10 de setembro de 2023

Quando o Autista Foge

O terrível episódio ocorrido semana passada, de uma criança autista que fugiu dos cuidadores e se afogou, trouxe à tona o tema do “autista que foge”, em inglês chamado de “elopement”, “eloping” ou “wandering”. Tecnicamente é definido como a tendência de uma pessoa fugir de um espaço aonde está supervisionada e segura, se expondo a ambientes perigosos. Na prática se configura ao sair da sala de aula sem permissão, fugir das terapias, sair de casa quando a família não sabe, escapar do alcance dos pais e cuidadores. Não acontece somente com autistas, mas dos quatro aos dez anos de idade é o grupo no qual ocorre com maior frequência, em metade deles.

O autista as vezes não consegue reprimir a vontade de interagir com aquilo que o intrigou. Em especial para aqueles que não conseguem se comunicar pela fala, é uma situação extremamente arriscada levando a morte em 7% dos casos, principalmente por afogamento (71%) e por acidente de transito (18%), necessitando de atenção médica em 13% e com risco de lesões corporais em 38%. Estes impulsos que ocasionam a fuga não deixam de ser uma forma de comunicação, pelo qual a pessoa demonstra que procura algo mais interessante (como a água), ou se afastar de algo incômodo (como o barulho). Podem ser potencializadas com aumento de ansiedade e estresse (como diante de demandas escolares). Mas podem ocorrer pelo simples prazer de correr ou explorar. Importante estar alerta aos primeiros sinais do comportamento de fuga, que incluem o hábito de mudar para uma área diferente do prédio ou da casa sem ser notado, fugir quando chateado e procurar repetidamente a água. Várias atitudes devem ser tomadas para minimizar os graves riscos das fugas. Buscar ajuda de profissionais para tentar entender os motivos por trás deste comportamento, é uma das principais atitudes de prevenção.

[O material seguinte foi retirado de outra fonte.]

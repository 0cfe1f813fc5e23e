//! CPU raster drawing primitives.
//!
//! Strokes are built by stamping brush tips at sub-pixel steps along the
//! segment, so thick lines get proper caps for free. Shapes share one
//! outline/fill path: every shape reduces to a point list, outlines are
//! stroked edge by edge, and fills run through an even-odd scanline pass.

use image::{Rgb, RgbImage};

// ============================================================================
// TOOL GEOMETRY ENUMS
// ============================================================================

/// Shape primitives available to the shape tool.
#[derive(Clone, Copy, Debug, PartialEq, Eq)]
pub enum ShapeKind {
    Line,
    Rectangle,
    Circle,
    Triangle,
    Star,
}

impl ShapeKind {
    pub fn label(&self) -> &'static str {
        match self {
            ShapeKind::Line => "Line",
            ShapeKind::Rectangle => "Rectangle",
            ShapeKind::Circle => "Circle",
            ShapeKind::Triangle => "Triangle",
            ShapeKind::Star => "Star",
        }
    }

    pub fn all() -> &'static [ShapeKind] {
        &[
            ShapeKind::Line,
            ShapeKind::Rectangle,
            ShapeKind::Circle,
            ShapeKind::Triangle,
            ShapeKind::Star,
        ]
    }
}

/// Brush tip used for freehand strokes and shape outlines.
#[derive(Clone, Copy, Debug, PartialEq, Eq)]
pub enum BrushStyle {
    /// Filled disc — round caps.
    Round,
    /// Axis-aligned square — flat caps.
    Square,
    /// Sparse deterministic speckle inside a disc.
    Textured,
}

impl BrushStyle {
    pub fn label(&self) -> &'static str {
        match self {
            BrushStyle::Round => "Round",
            BrushStyle::Square => "Square",
            BrushStyle::Textured => "Textured",
        }
    }

    pub fn all() -> &'static [BrushStyle] {
        &[BrushStyle::Round, BrushStyle::Square, BrushStyle::Textured]
    }
}

// ============================================================================
// BRUSH STAMPS & LINES
// ============================================================================

#[inline]
fn put_pixel_safe(img: &mut RgbImage, x: i32, y: i32, color: Rgb<u8>) {
    if x >= 0 && y >= 0 && (x as u32) < img.width() && (y as u32) < img.height() {
        img.put_pixel(x as u32, y as u32, color);
    }
}

/// Positional hash for the textured tip. Deterministic, so redrawing the
/// same stroke produces the same speckle.
fn speckle_hash(x: i32, y: i32) -> u32 {
    let mut h = (x as u32)
        .wrapping_mul(374_761_393)
        .wrapping_add((y as u32).wrapping_mul(668_265_263));
    h ^= h >> 13;
    h = h.wrapping_mul(1_274_126_177);
    h ^ (h >> 16)
}

/// Stamps one brush tip centered at `(cx, cy)`. `width` is the tip diameter
/// in logical pixels; a width of 1 degenerates to a single pixel.
pub fn stamp_brush(
    img: &mut RgbImage,
    cx: f32,
    cy: f32,
    width: u32,
    style: BrushStyle,
    color: Rgb<u8>,
) {
    // A 1px tip plots the containing pixel directly; the coverage test below
    // would miss every pixel center when the stamp lands on a pixel corner.
    if width <= 1 {
        put_pixel_safe(img, cx.floor() as i32, cy.floor() as i32, color);
        return;
    }

    let radius = width as f32 / 2.0;
    let min_x = (cx - radius).floor() as i32;
    let max_x = (cx + radius).ceil() as i32;
    let min_y = (cy - radius).floor() as i32;
    let max_y = (cy + radius).ceil() as i32;

    for y in min_y..=max_y {
        for x in min_x..=max_x {
            let px = x as f32 + 0.5;
            let py = y as f32 + 0.5;
            let inside = match style {
                BrushStyle::Square => {
                    (px - cx).abs() <= radius && (py - cy).abs() <= radius
                }
                BrushStyle::Round => {
                    let dx = px - cx;
                    let dy = py - cy;
                    dx * dx + dy * dy <= radius * radius
                }
                BrushStyle::Textured => {
                    let dx = px - cx;
                    let dy = py - cy;
                    dx * dx + dy * dy <= radius * radius && speckle_hash(x, y) % 100 < 40
                }
            };
            if inside {
                put_pixel_safe(img, x, y, color);
            }
        }
    }
}

/// Draws a stroked segment by stamping tips at ≤1px steps from `a` to `b`.
pub fn draw_line(
    img: &mut RgbImage,
    a: (f32, f32),
    b: (f32, f32),
    width: u32,
    style: BrushStyle,
    color: Rgb<u8>,
) {
    let dx = b.0 - a.0;
    let dy = b.1 - a.1;
    let distance = (dx * dx + dy * dy).sqrt();

    if distance < 0.1 {
        stamp_brush(img, a.0, a.1, width, style, color);
        return;
    }

    let steps = distance.ceil() as usize;
    for i in 0..=steps {
        let t = i as f32 / steps as f32;
        stamp_brush(img, a.0 + dx * t, a.1 + dy * t, width, style, color);
    }
}

// ============================================================================
// SHAPE GEOMETRY
// ============================================================================

/// Triangle from a drag bounding box: apex centered on the top edge, base
/// along the bottom edge.
pub fn triangle_points(x1: f32, y1: f32, x2: f32, y2: f32) -> Vec<(f32, f32)> {
    let mid_x = (x1 + x2) / 2.0;
    vec![(x1, y2), (x2, y2), (mid_x, y1)]
}

/// Five-point star inscribed in the drag bounding box.
///
/// Outer radius is half the larger box extent (minimum 5), inner radius is
/// 0.4× outer; the ten vertices alternate outer/inner at 36° steps starting
/// from vertical-up.
pub fn star_points(x1: f32, y1: f32, x2: f32, y2: f32) -> Vec<(f32, f32)> {
    const NUM_POINTS: usize = 5;
    let cx = (x1 + x2) / 2.0;
    let cy = (y1 + y2) / 2.0;
    let mut outer = (x2 - x1).abs().max((y2 - y1).abs()) / 2.0;
    if outer == 0.0 {
        outer = 5.0;
    }
    let inner = outer * 0.4;

    let mut points = Vec::with_capacity(NUM_POINTS * 2);
    for i in 0..NUM_POINTS * 2 {
        let radius = if i % 2 == 0 { outer } else { inner };
        let angle = std::f32::consts::PI / NUM_POINTS as f32 * i as f32
            - std::f32::consts::FRAC_PI_2;
        points.push((cx + radius * angle.cos(), cy + radius * angle.sin()));
    }
    points
}

/// Ellipse inscribed in the drag bounding box, sampled as a polyline.
fn ellipse_points(x1: f32, y1: f32, x2: f32, y2: f32) -> Vec<(f32, f32)> {
    const SEGMENTS: usize = 90;
    let cx = (x1 + x2) / 2.0;
    let cy = (y1 + y2) / 2.0;
    let rx = (x2 - x1).abs() / 2.0;
    let ry = (y2 - y1).abs() / 2.0;
    (0..SEGMENTS)
        .map(|i| {
            let a = std::f32::consts::TAU * i as f32 / SEGMENTS as f32;
            (cx + rx * a.cos(), cy + ry * a.sin())
        })
        .collect()
}

/// Vertex list for a shape dragged from `start` to `end`, plus whether the
/// outline closes back on itself. This single geometry feeds both the dashed
/// preview overlay and the final rasterization.
pub fn shape_points(
    kind: ShapeKind,
    start: (f32, f32),
    end: (f32, f32),
) -> (Vec<(f32, f32)>, bool) {
    let (x1, y1) = start;
    let (x2, y2) = end;
    match kind {
        ShapeKind::Line => (vec![(x1, y1), (x2, y2)], false),
        ShapeKind::Rectangle => (vec![(x1, y1), (x2, y1), (x2, y2), (x1, y2)], true),
        ShapeKind::Circle => (ellipse_points(x1, y1, x2, y2), true),
        ShapeKind::Triangle => (triangle_points(x1, y1, x2, y2), true),
        ShapeKind::Star => (star_points(x1, y1, x2, y2), true),
    }
}

// ============================================================================
// SHAPE RASTERIZATION
// ============================================================================

/// Even-odd scanline fill of an arbitrary polygon.
pub fn fill_polygon(img: &mut RgbImage, points: &[(f32, f32)], color: Rgb<u8>) {
    if points.len() < 3 {
        return;
    }
    let min_y = points.iter().map(|p| p.1).fold(f32::INFINITY, f32::min);
    let max_y = points.iter().map(|p| p.1).fold(f32::NEG_INFINITY, f32::max);
    let y_start = min_y.floor().max(0.0) as i32;
    let y_end = (max_y.ceil() as i32).min(img.height() as i32 - 1);

    let mut crossings: Vec<f32> = Vec::with_capacity(points.len());
    for y in y_start..=y_end {
        let scan = y as f32 + 0.5;
        crossings.clear();
        for i in 0..points.len() {
            let (x1, y1) = points[i];
            let (x2, y2) = points[(i + 1) % points.len()];
            if (y1 <= scan && scan < y2) || (y2 <= scan && scan < y1) {
                crossings.push(x1 + (scan - y1) * (x2 - x1) / (y2 - y1));
            }
        }
        crossings.sort_by(|a, b| a.total_cmp(b));
        for pair in crossings.chunks_exact(2) {
            let x_from = pair[0].round() as i32;
            let x_to = pair[1].round() as i32;
            for x in x_from..x_to {
                put_pixel_safe(img, x, y, color);
            }
        }
    }
}

/// Rasterizes a finalized shape: optional solid interior first, stroked
/// outline on top.
pub fn stamp_shape(
    img: &mut RgbImage,
    kind: ShapeKind,
    start: (f32, f32),
    end: (f32, f32),
    stroke_width: u32,
    style: BrushStyle,
    stroke: Rgb<u8>,
    fill: Option<Rgb<u8>>,
) {
    let (points, closed) = shape_points(kind, start, end);

    if let Some(fill_color) = fill {
        if closed {
            fill_polygon(img, &points, fill_color);
        }
    }

    let edges = if closed { points.len() } else { points.len() - 1 };
    for i in 0..edges {
        let a = points[i];
        let b = points[(i + 1) % points.len()];
        draw_line(img, a, b, stroke_width, style, stroke);
    }
}

#[cfg(test)]
mod tests {
    use super::*;

    const WHITE: Rgb<u8> = Rgb([255, 255, 255]);
    const BLACK: Rgb<u8> = Rgb([0, 0, 0]);

    fn blank(w: u32, h: u32) -> RgbImage {
        RgbImage::from_pixel(w, h, WHITE)
    }

    fn count_colored(img: &RgbImage, color: Rgb<u8>) -> usize {
        img.pixels().filter(|&&p| p == color).count()
    }

    #[test]
    fn star_yields_ten_alternating_points() {
        let pts = star_points(0.0, 0.0, 100.0, 100.0);
        assert_eq!(pts.len(), 10);

        let (cx, cy) = (50.0, 50.0);
        for (i, (x, y)) in pts.iter().enumerate() {
            let r = ((x - cx).powi(2) + (y - cy).powi(2)).sqrt();
            let expected = if i % 2 == 0 { 50.0 } else { 20.0 };
            assert!((r - expected).abs() < 1e-3, "point {i}: radius {r}");
        }
        // first point faces straight up
        assert!((pts[0].0 - 50.0).abs() < 1e-3);
        assert!((pts[0].1 - 0.0).abs() < 1e-3);
    }

    #[test]
    fn degenerate_star_uses_minimum_radius() {
        let pts = star_points(10.0, 10.0, 10.0, 10.0);
        let r = ((pts[0].0 - 10.0).powi(2) + (pts[0].1 - 10.0).powi(2)).sqrt();
        assert!((r - 5.0).abs() < 1e-3);
    }

    #[test]
    fn triangle_has_apex_on_top_edge() {
        let pts = triangle_points(0.0, 0.0, 10.0, 20.0);
        assert_eq!(pts, vec![(0.0, 20.0), (10.0, 20.0), (5.0, 0.0)]);
    }

    #[test]
    fn line_stamp_covers_endpoints() {
        let mut img = blank(20, 20);
        draw_line(&mut img, (2.0, 2.0), (17.0, 17.0), 1, BrushStyle::Round, BLACK);
        assert_eq!(*img.get_pixel(2, 2), BLACK);
        assert_eq!(*img.get_pixel(17, 17), BLACK);
        assert_eq!(*img.get_pixel(10, 10), BLACK);
    }

    #[test]
    fn wide_round_stroke_is_thicker_than_pencil() {
        let mut thin = blank(30, 30);
        let mut thick = blank(30, 30);
        draw_line(&mut thin, (5.0, 15.0), (25.0, 15.0), 1, BrushStyle::Round, BLACK);
        draw_line(&mut thick, (5.0, 15.0), (25.0, 15.0), 9, BrushStyle::Round, BLACK);
        assert!(count_colored(&thick, BLACK) > 4 * count_colored(&thin, BLACK));
    }

    #[test]
    fn square_tip_fills_corners_round_tip_does_not() {
        let mut round = blank(21, 21);
        let mut square = blank(21, 21);
        stamp_brush(&mut round, 10.5, 10.5, 11, BrushStyle::Round, BLACK);
        stamp_brush(&mut square, 10.5, 10.5, 11, BrushStyle::Square, BLACK);
        assert!(count_colored(&square, BLACK) > count_colored(&round, BLACK));
        assert_eq!(*square.get_pixel(5, 5), BLACK);
    }

    #[test]
    fn textured_tip_is_sparse_and_deterministic() {
        let mut a = blank(30, 30);
        let mut b = blank(30, 30);
        stamp_brush(&mut a, 15.0, 15.0, 20, BrushStyle::Textured, BLACK);
        stamp_brush(&mut b, 15.0, 15.0, 20, BrushStyle::Textured, BLACK);
        let mut solid = blank(30, 30);
        stamp_brush(&mut solid, 15.0, 15.0, 20, BrushStyle::Round, BLACK);

        let sparse = count_colored(&a, BLACK);
        assert!(sparse > 0);
        assert!(sparse < count_colored(&solid, BLACK));
        assert_eq!(a.as_raw(), b.as_raw());
    }

    #[test]
    fn filled_rectangle_covers_interior() {
        let mut img = blank(20, 20);
        stamp_shape(
            &mut img,
            ShapeKind::Rectangle,
            (4.0, 4.0),
            (15.0, 15.0),
            1,
            BrushStyle::Round,
            BLACK,
            Some(Rgb([255, 0, 0])),
        );
        assert_eq!(*img.get_pixel(9, 9), Rgb([255, 0, 0]));
        // outline sits on top of the fill
        assert_eq!(*img.get_pixel(4, 4), BLACK);
        // outside untouched
        assert_eq!(*img.get_pixel(1, 1), WHITE);
    }

    #[test]
    fn polygon_fill_stays_inside_bounds() {
        let mut img = blank(10, 10);
        fill_polygon(
            &mut img,
            &[(-5.0, -5.0), (15.0, -5.0), (15.0, 15.0), (-5.0, 15.0)],
            BLACK,
        );
        assert_eq!(count_colored(&img, BLACK), 100);
    }

    #[test]
    fn open_line_shape_has_no_fill() {
        let mut img = blank(20, 20);
        stamp_shape(
            &mut img,
            ShapeKind::Line,
            (0.0, 0.0),
            (19.0, 0.0),
            1,
            BrushStyle::Round,
            BLACK,
            Some(Rgb([255, 0, 0])),
        );
        assert_eq!(count_colored(&img, Rgb([255, 0, 0])), 0);
    }
}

Estabelecer medidas de segurança dentro da própria casa, como alarmes, fechaduras e cercas. Como as brincadeiras aquáticas estão entre as atividades favoritas dos autistas, e o afogamento é a principal causa de morte entre autistas que fogem, é extremamente importante facilitar e incentivar o acesso a aulas de natação o mais cedo possível, sendo que o Estado deve propiciar este acesso e treinamento de forma segura nas piscinas públicas. Outro cuidado é fazer uso de equipamentos geo-localizadores ou pulseiras contendo informações sobre sua condição e como localizar os pais. Informar os vizinhos a respeito do filho autista pode ser útil. É importante ter um planejamento pronto em caso de fuga, incluindo a preparação prévia de postagens em midias sociais e panfletos, pois nesta hora não se pode perder tempo elaborando materiais. As preocupações com fuga estão entre os maiores temores dos pais, e a necessidade de supervisão constante de algo inevitável é motivo de enorme estresse. Pais devem sempre estar alertas, mas não devem se culpar e ser culpados por estes episódios de fuga, visto que estudos demonstram que são quatro vezes mais frequentes em crianças autistas do que em seus irmãos não-autistas, e, portanto, muito raramente se trata de desleixo dos pais. Aliás, todos podem e devem fazer algo para minimizar este risco. O cidadão deve tomar conhecimento da existência deste comportamento, e nunca se omitir ao ver uma criança sozinha sem cuidadores. A escola, os profissionais de saúde e em especial os pediatras devem estar atentos e discutir mais o tema para poder orientar melhor os pais. Os pais devem tomar o maior número de medidas protetivas. O Estado tem que ter coragem de assumir que o Autismo é uma questão de saúde pública de grande impacto, e coordenar ações de educação e atendimento mais amplas e eficazes. Uma tragédia como a que ocorreu não deveria impactar só a comunidade autista, mas a toda a sociedade.